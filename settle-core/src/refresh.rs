//! Refresh - The probe a poller drives
//!
//! A refresh function performs one remote status query and returns the latest
//! snapshot of the resource. It does no retrying of its own; that is the
//! poller's job.

use std::future::Future;
use std::marker::PhantomData;
use std::pin::Pin;

use thiserror::Error;

/// Return type for async operations
pub type BoxFuture<'a, T> = Pin<Box<dyn Future<Output = T> + Send + 'a>>;

/// Boxed error cause carried by [`RefreshError::Failed`]
pub type BoxError = Box<dyn std::error::Error + Send + Sync>;

/// One observation of a remote resource
#[derive(Debug, Clone, PartialEq)]
pub struct Snapshot<T> {
    /// Latest observed representation, passed through untouched
    pub object: T,
    /// Status label as reported by the remote system
    pub state: String,
}

impl<T> Snapshot<T> {
    pub fn new(object: T, state: impl Into<String>) -> Self {
        Self {
            object,
            state: state.into(),
        }
    }

    pub fn into_object(self) -> T {
        self.object
    }
}

/// Error type for a single probe
#[derive(Debug, Error)]
pub enum RefreshError {
    /// The remote system reports that the resource does not exist
    #[error("resource not found: {0}")]
    NotFound(String),

    /// Transport or logic error from the probe itself
    #[error("{message}")]
    Failed {
        message: String,
        #[source]
        cause: Option<BoxError>,
    },
}

impl RefreshError {
    pub fn not_found(message: impl Into<String>) -> Self {
        Self::NotFound(message.into())
    }

    pub fn failed(message: impl Into<String>) -> Self {
        Self::Failed {
            message: message.into(),
            cause: None,
        }
    }

    /// Attach an underlying cause; no-op on `NotFound`
    pub fn with_cause(self, cause: impl std::error::Error + Send + Sync + 'static) -> Self {
        match self {
            Self::Failed { message, .. } => Self::Failed {
                message,
                cause: Some(Box::new(cause)),
            },
            other => other,
        }
    }

    pub fn is_not_found(&self) -> bool {
        matches!(self, Self::NotFound(_))
    }
}

pub type RefreshResult<T> = Result<Snapshot<T>, RefreshError>;

/// A status probe for one remote resource
///
/// Implementations are called repeatedly and sequentially; duplicate calls
/// must be harmless.
pub trait Refresh: Send {
    /// Resource representation handed back to the caller
    type Object: Send;

    fn refresh(&mut self) -> BoxFuture<'_, RefreshResult<Self::Object>>;
}

impl<R: Refresh + ?Sized> Refresh for Box<R> {
    type Object = R::Object;

    fn refresh(&mut self) -> BoxFuture<'_, RefreshResult<Self::Object>> {
        (**self).refresh()
    }
}

impl<R: Refresh + ?Sized> Refresh for &mut R {
    type Object = R::Object;

    fn refresh(&mut self) -> BoxFuture<'_, RefreshResult<Self::Object>> {
        (**self).refresh()
    }
}

/// [`Refresh`] backed by an async closure, see [`refresh_fn`]
pub struct RefreshFn<F, T> {
    f: F,
    _object: PhantomData<fn() -> T>,
}

/// Wrap an async closure as a [`Refresh`]
///
/// ```
/// use settle_core::refresh::{refresh_fn, Snapshot};
///
/// let probe = refresh_fn(|| async { Ok(Snapshot::new((), "active")) });
/// # let _ = probe;
/// ```
pub fn refresh_fn<F, Fut, T>(f: F) -> RefreshFn<F, T>
where
    F: FnMut() -> Fut + Send,
    Fut: Future<Output = RefreshResult<T>> + Send + 'static,
    T: Send,
{
    RefreshFn {
        f,
        _object: PhantomData,
    }
}

impl<F, Fut, T> Refresh for RefreshFn<F, T>
where
    F: FnMut() -> Fut + Send,
    Fut: Future<Output = RefreshResult<T>> + Send + 'static,
    T: Send,
{
    type Object = T;

    fn refresh(&mut self) -> BoxFuture<'_, RefreshResult<T>> {
        Box::pin((self.f)())
    }
}

#[cfg(test)]
mod tests {
    use super::*;
    use std::sync::Arc;
    use std::sync::atomic::{AtomicUsize, Ordering};

    // Mock probe for testing
    struct MockProbe {
        calls: usize,
    }

    impl Refresh for MockProbe {
        type Object = usize;

        fn refresh(&mut self) -> BoxFuture<'_, RefreshResult<usize>> {
            self.calls += 1;
            let calls = self.calls;
            Box::pin(async move { Ok(Snapshot::new(calls, "active")) })
        }
    }

    #[tokio::test]
    async fn boxed_probe_delegates() {
        let mut probe: Box<dyn Refresh<Object = usize>> = Box::new(MockProbe { calls: 0 });
        assert_eq!(probe.refresh().await.unwrap().object, 1);
        assert_eq!(probe.refresh().await.unwrap().object, 2);
    }

    #[tokio::test]
    async fn refresh_fn_calls_closure_each_time() {
        let counter = Arc::new(AtomicUsize::new(0));
        let c = counter.clone();
        let mut probe = refresh_fn(move || {
            let n = c.fetch_add(1, Ordering::SeqCst);
            async move { Ok(Snapshot::new(n, "pending")) }
        });

        probe.refresh().await.unwrap();
        let snapshot = probe.refresh().await.unwrap();
        assert_eq!(snapshot.object, 1);
        assert_eq!(snapshot.state, "pending");
        assert_eq!(counter.load(Ordering::SeqCst), 2);
    }

    #[test]
    fn refresh_error_cause_and_display() {
        let io = std::io::Error::other("connection reset");
        let err = RefreshError::failed("get cluster").with_cause(io);
        assert_eq!(err.to_string(), "get cluster");
        assert!(std::error::Error::source(&err).is_some());
        assert!(!err.is_not_found());

        let err = RefreshError::not_found("cluster c1").with_cause(std::io::Error::other("404"));
        assert!(err.is_not_found());
        assert_eq!(err.to_string(), "resource not found: cluster c1");
    }
}
//! Status sources the CLI can poll
//!
//! Both sources hand back the raw text they read as the snapshot object and
//! derive the state label from it. Invalid UTF-8 is decoded lossily.

use std::path::PathBuf;
use std::process::Stdio;
use std::time::Duration;

use regex::Regex;
use settle_core::duration::format_duration;
use settle_core::refresh::{BoxFuture, Refresh, RefreshError, RefreshResult, Snapshot};
use tokio::process::Command;

/// Turns probe output into a state label
#[derive(Debug, Clone, Default)]
pub struct StateExtractor {
    pattern: Option<Regex>,
}

impl StateExtractor {
    /// `pattern` picks the state out of the output: capture group 1 if the
    /// pattern has one, otherwise the whole match
    pub fn new(pattern: Option<&str>) -> Result<Self, String> {
        let pattern = pattern
            .map(|p| Regex::new(p).map_err(|e| format!("Invalid --extract pattern: {}", e)))
            .transpose()?;
        Ok(Self { pattern })
    }

    pub fn extract(&self, text: &str) -> Result<String, RefreshError> {
        let Some(pattern) = &self.pattern else {
            return Ok(text.trim().to_string());
        };

        let captures = pattern.captures(text).ok_or_else(|| {
            RefreshError::failed(format!("pattern {:?} did not match the output", pattern.as_str()))
        })?;
        let state = captures
            .get(1)
            .or_else(|| captures.get(0))
            .map(|m| m.as_str().trim().to_string())
            .unwrap_or_default();
        Ok(state)
    }
}

/// Runs a shell command; its stdout is the resource, the extracted text its state
#[derive(Debug)]
pub struct CommandSource {
    command: String,
    extractor: StateExtractor,
    probe_timeout: Duration,
    not_found_exit_code: Option<i32>,
}

impl CommandSource {
    pub fn new(command: impl Into<String>, extractor: StateExtractor) -> Self {
        Self {
            command: command.into(),
            extractor,
            probe_timeout: Duration::from_secs(30),
            not_found_exit_code: None,
        }
    }

    pub fn with_probe_timeout(mut self, timeout: Duration) -> Self {
        self.probe_timeout = timeout;
        self
    }

    /// Treat this exit code as "resource not found"
    pub fn with_not_found_exit_code(mut self, code: Option<i32>) -> Self {
        self.not_found_exit_code = code;
        self
    }

    fn shell(&self) -> Command {
        #[cfg(windows)]
        let mut cmd = {
            let mut cmd = Command::new("cmd");
            cmd.arg("/C");
            cmd
        };
        #[cfg(not(windows))]
        let mut cmd = {
            let mut cmd = Command::new("sh");
            cmd.arg("-c");
            cmd
        };
        cmd.arg(&self.command)
            .stdin(Stdio::null())
            .stdout(Stdio::piped())
            .stderr(Stdio::piped())
            .kill_on_drop(true);
        cmd
    }

    async fn probe(&self) -> RefreshResult<String> {
        let output = tokio::time::timeout(self.probe_timeout, self.shell().output())
            .await
            .map_err(|_| {
                RefreshError::failed(format!(
                    "command {:?} did not finish within {}",
                    self.command,
                    format_duration(self.probe_timeout)
                ))
            })?
            .map_err(|e| {
                RefreshError::failed(format!("Failed to run {:?}", self.command)).with_cause(e)
            })?;

        let stdout = String::from_utf8_lossy(&output.stdout).into_owned();

        if !output.status.success() {
            let code = output.status.code();
            if code.is_some() && code == self.not_found_exit_code {
                return Err(RefreshError::not_found(format!(
                    "command {:?} exited with {}",
                    self.command, output.status
                )));
            }
            let stderr = String::from_utf8_lossy(&output.stderr);
            return Err(RefreshError::failed(format!(
                "command {:?} exited with {}: {}",
                self.command,
                output.status,
                stderr.trim()
            )));
        }

        let state = self.extractor.extract(&stdout)?;
        Ok(Snapshot::new(stdout, state))
    }
}

impl Refresh for CommandSource {
    type Object = String;

    fn refresh(&mut self) -> BoxFuture<'_, RefreshResult<String>> {
        Box::pin(self.probe())
    }
}

/// Reads a status file; a missing file means the resource is not found
#[derive(Debug)]
pub struct FileSource {
    path: PathBuf,
    extractor: StateExtractor,
}

impl FileSource {
    pub fn new(path: impl Into<PathBuf>, extractor: StateExtractor) -> Self {
        Self {
            path: path.into(),
            extractor,
        }
    }

    async fn probe(&self) -> RefreshResult<String> {
        let content = match tokio::fs::read(&self.path).await {
            Ok(bytes) => String::from_utf8_lossy(&bytes).into_owned(),
            Err(e) if e.kind() == std::io::ErrorKind::NotFound => {
                return Err(RefreshError::not_found(self.path.display().to_string()));
            }
            Err(e) => {
                return Err(RefreshError::failed(format!(
                    "Failed to read {}",
                    self.path.display()
                ))
                .with_cause(e));
            }
        };

        let state = self.extractor.extract(&content)?;
        Ok(Snapshot::new(content, state))
    }
}

impl Refresh for FileSource {
    type Object = String;

    fn refresh(&mut self) -> BoxFuture<'_, RefreshResult<String>> {
        Box::pin(self.probe())
    }
}

/// Counts probes so reports can show them even when polling failed
pub struct CountingSource<R> {
    inner: R,
    polls: u32,
}

impl<R: Refresh> CountingSource<R> {
    pub fn new(inner: R) -> Self {
        Self {
            inner,
            polls: 0,
        }
    }

    pub fn polls(&self) -> u32 {
        self.polls
    }
}

impl<R: Refresh> Refresh for CountingSource<R> {
    type Object = R::Object;

    fn refresh(&mut self) -> BoxFuture<'_, RefreshResult<Self::Object>> {
        self.polls += 1;
        self.inner.refresh()
    }
}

++++++++++

▶ Work to be completed
Using the material above, copy every line in which the string "sources" occurs.

▶ Solution
//! Status sources the CLI can poll
//! Both sources hand back the raw text they read as the snapshot object and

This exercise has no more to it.